RSA: Cisco’s Chambers urges system-wide security

SAN FRANCISCO – Cisco Systems President and Chief Executive Officer John Chambers on Wednesday told attendees at the RSA Conference here that for security, point products just won’t do the job.

Security requires a system-wide approach, especially as applications and computing resources are increasingly distributed across networks, Chambers said in a keynote address that highlighted hardware and software products Cisco announced Tuesday at the show. They included five intrusion protection appliances, software for Cisco’s routers and switches, a VPN (virtual private network) concentrator and updated software for the company’s PIX firewall platform. The process of identifying and blocking network attacks will work the same way across the appliances, the software and the firewall, the company said Tuesday.

Attacks are affecting networks too quickly for IT staff or strictly reactive products to respond, and the nature of the threats is changing too rapidly for defenses based just on already identified threat profiles, Chambers said.

“It’s going too fast and (getting) too complex, and it’s getting harder and harder to get our arms around it,” he said. “You can’t approach this problem with pinpoint products” that IT professionals have to integrate, Chambers said. The system has to be able to identify and adapt to new threats.

“It has to move to an adaptive threat defense, not a reactive threat defense,” he said.

Cisco has long advocated an end-to-end systems approach to building networks, one that favors a giant such as Cisco that sells most elements of local and wide-area IP (Internet Protocol) networks. It’s more important to build a complete, manageable system than to save money on individual products, because purchase price makes up only 25 percent to 35 percent of total cost of ownership, while support represents up to 50 percent, Chambers said Wednesday.

The San Jose, California, company will continue to move aggressively into security, a big concern for users that took Cisco and other vendors by surprise around 2000, Chambers said. Cisco will use a three-pronged strategy to keep on the cutting edge of the field, he said.

“The old IBM 20-years-ago philosophy — ‘I’ll come in late and become number one’ — we all know, doesn’t work,” said Chambers, who cut his teeth in the IT industry as an IBM  mainframe salesman in the late 1970s.
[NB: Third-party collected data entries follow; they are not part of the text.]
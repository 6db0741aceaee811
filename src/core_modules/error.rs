//! Error types for loading, analyzing and exporting blob grids.

use std::path::PathBuf;
use thiserror::Error;

/// Everything that can stop the analysis before a report is produced.
#[derive(Debug, Error)]
pub enum BlobError {
    // === Source Errors ===
    #[error("File cannot be opened.")]
    OpenFailure {
        path: PathBuf,
        #[source]
        source: std::io::Error,
    },

    #[error("I/O error: {0}")]
    Io(#[from] std::io::Error),

    #[error("No filename was entered")]
    MissingFilename,

    // === Header Errors ===
    #[error("Input is empty: expected a 'rows columns' header line")]
    MissingHeader,

    #[error("Invalid header '{line}': expected two whitespace-separated positive integers")]
    InvalidHeader { line: String },

    #[error("Grid dimensions must be positive, got {rows} x {columns}")]
    ZeroDimension { rows: usize, columns: usize },

    #[error("Grid dimensions {rows} x {columns} are too large")]
    OversizedGrid { rows: usize, columns: usize },

    // === Body Errors ===
    #[error("Input ends early: expected {expected} rows, found {found}")]
    TruncatedInput { expected: usize, found: usize },

    #[error("Row {row} is too short: expected {expected} characters, found {found}")]
    ShortRow { row: usize, expected: usize, found: usize },

    // === Export Errors ===
    #[error("Grid of {rows} x {columns} cells is too large for an image")]
    ImageTooLarge { rows: usize, columns: usize },

    #[error("Image export failed: {0}")]
    Image(#[from] image::ImageError),
}

pub type Result<T> = std::result::Result<T, BlobError>;
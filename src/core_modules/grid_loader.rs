// THEORY:
// The `GridLoader` is the entry point of the analysis. It turns a plain text file
// into the fixed-size, row-major `Grid` of `Cell`s that the `BlobDetector` labels.
//
// Input format:
//   line 1:        "<rows> <columns>"
//   next `rows`:   at least `columns` characters each; 'x' is foreground,
//                  anything else (space included) is background.
//
// Key architectural principles:
// 1.  **Line-Aligned Rows**: Each grid row is read from its own line, one cell
//     per byte. Bytes beyond `columns` are ignored, so row boundaries in the file
//     always match row boundaries in the grid. A trailing '\r' is part of the
//     line terminator. Rows need not be valid UTF-8.
// 2.  **Fail Fast**: A missing or non-numeric header, a zero or overflowing
//     dimension, a row that is too short or a file with too few rows is rejected
//     with a descriptive `BlobError` before any labeling happens. No partial grid
//     ever escapes, and nothing is allocated on the header's word alone.
// 3.  **Scoped Source**: `Grid::load` owns the file handle only for the duration of
//     the call. It is dropped on every return path.
// 4.  **Immutable Shape**: `rows` and `columns` are fixed at load time. Afterwards
//     only cell labels change, and only through the crate-private `set_label`.

use crate::core_modules::cell::{Cell, CellLabel, Point};
use crate::core_modules::error::{BlobError, Result};
use std::fs::File;
use std::io::{BufRead, BufReader};
use std::path::Path;

/// The character that marks a foreground cell.
pub const FOREGROUND_MARKER: char = 'x';

/// Upper bound on cells reserved before the rows are read.
const MAX_PREALLOCATED_CELLS: usize = 1 << 16;

/// A fixed-size, row-major grid of cells.
#[derive(Debug, Clone, PartialEq, Eq)]
pub struct Grid {
    rows: usize,
    columns: usize,
    cells: Vec<Cell>,
}

impl Grid {
    /// Opens `path` and loads a grid from it.
    pub fn load(path: impl AsRef<Path>) -> Result<Self> {
        let path = path.as_ref();
        let file = File::open(path).map_err(|source| BlobError::OpenFailure {
            path: path.to_path_buf(),
            source,
        })?;
        log::info!("Loading grid from {}", path.display());
        Self::from_reader(BufReader::new(file))
    }

    /// Parses a grid from any buffered source. Rows are read as raw bytes, so
    /// any byte other than the marker is background, valid UTF-8 or not.
    pub fn from_reader(mut reader: impl BufRead) -> Result<Self> {
        let mut line = Vec::new();

        let header = loop {
            if !read_line(&mut reader, &mut line)? {
                return Err(BlobError::MissingHeader);
            }
            if !line.iter().all(u8::is_ascii_whitespace) {
                break String::from_utf8_lossy(&line).into_owned();
            }
        };
        let (rows, columns) = parse_header(&header)?;
        let cell_count = rows
            .checked_mul(columns)
            .ok_or(BlobError::OversizedGrid { rows, columns })?;
        log::info!("Grid dimensions: {rows} rows x {columns} columns");

        // The header is untrusted until the rows have actually been read.
        let mut cells = Vec::with_capacity(cell_count.min(MAX_PREALLOCATED_CELLS));
        for row in 0..rows {
            if !read_line(&mut reader, &mut line)? {
                return Err(BlobError::TruncatedInput {
                    expected: rows,
                    found: row,
                });
            }
            if line.len() < columns {
                return Err(BlobError::ShortRow {
                    row,
                    expected: columns,
                    found: line.len(),
                });
            }

            for (column, &marker) in line[..columns].iter().enumerate() {
                let label = if marker == FOREGROUND_MARKER as u8 {
                    CellLabel::Undiscovered
                } else {
                    CellLabel::Background
                };
                cells.push(Cell::new(Point::new(row, column), label));
            }
        }

        Ok(Self {
            rows,
            columns,
            cells,
        })
    }

    pub fn rows(&self) -> usize {
        self.rows
    }

    pub fn columns(&self) -> usize {
        self.columns
    }

    /// All cells in row-major order.
    pub fn cells(&self) -> &[Cell] {
        &self.cells
    }

    /// The label at `(row, column)`, or `None` outside the grid.
    pub fn label_at(&self, row: usize, column: usize) -> Option<CellLabel> {
        self.index_of(row, column).map(|index| self.cells[index].label)
    }

    /// Number of foreground cells, labeled or not.
    pub fn foreground_count(&self) -> usize {
        self.cells
            .iter()
            .filter(|cell| cell.label.is_foreground())
            .count()
    }

    pub(crate) fn set_label(&mut self, point: Point, label: CellLabel) {
        if let Some(index) = self.index_of(point.row, point.column) {
            self.cells[index].label = label;
        }
    }

    fn index_of(&self, row: usize, column: usize) -> Option<usize> {
        (row < self.rows && column < self.columns).then(|| row * self.columns + column)
    }
}

/// Reads one line into `buf` without its `\n` or `\r\n` terminator.
/// Returns `false` at end of input.
fn read_line(reader: &mut impl BufRead, buf: &mut Vec<u8>) -> Result<bool> {
    buf.clear();
    if reader.read_until(b'\n', buf)? == 0 {
        return Ok(false);
    }
    if buf.last() == Some(&b'\n') {
        buf.pop();
    }
    if buf.last() == Some(&b'\r') {
        buf.pop();
    }
    Ok(true)
}

fn parse_header(line: &str) -> Result<(usize, usize)> {
    let invalid = || BlobError::InvalidHeader {
        line: line.trim().to_string(),
    };
    let mut tokens = line.split_whitespace();
    let rows = tokens
        .next()
        .and_then(|token| token.parse::<usize>().ok())
        .ok_or_else(invalid)?;
    let columns = tokens
        .next()
        .and_then(|token| token.parse::<usize>().ok())
        .ok_or_else(invalid)?;

    if rows == 0 || columns == 0 {
        return Err(BlobError::ZeroDimension { rows, columns });
    }
    Ok((rows, columns))
}
pub mod blob_detector;
pub mod cell;
pub mod error;
pub mod grid_loader;
pub mod report;
pub mod smart_blob;
pub mod utils;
“You will see us acquire very aggressively, you will see us partner very aggressively and you will see us innovate probably two-thirds of the products ourselves,” Chambers said.

Michael Mohn, a technology strategist at Sempra Energy, an electric utility company in San Diego, agreed with Chambers’ view that security systems have to be built into the network and be based on forward-thinking policies rather than reaction. Mohn, a Cisco customer, said intrusion into power grid control systems and theft of customer information show up brightest on Sempra’s security radar.

“Companies spend an inordinate amount of time doing damage control,” needlessly racking up labor costs, Mohn said in an interview following the keynote. “We don’t want to spend that money.”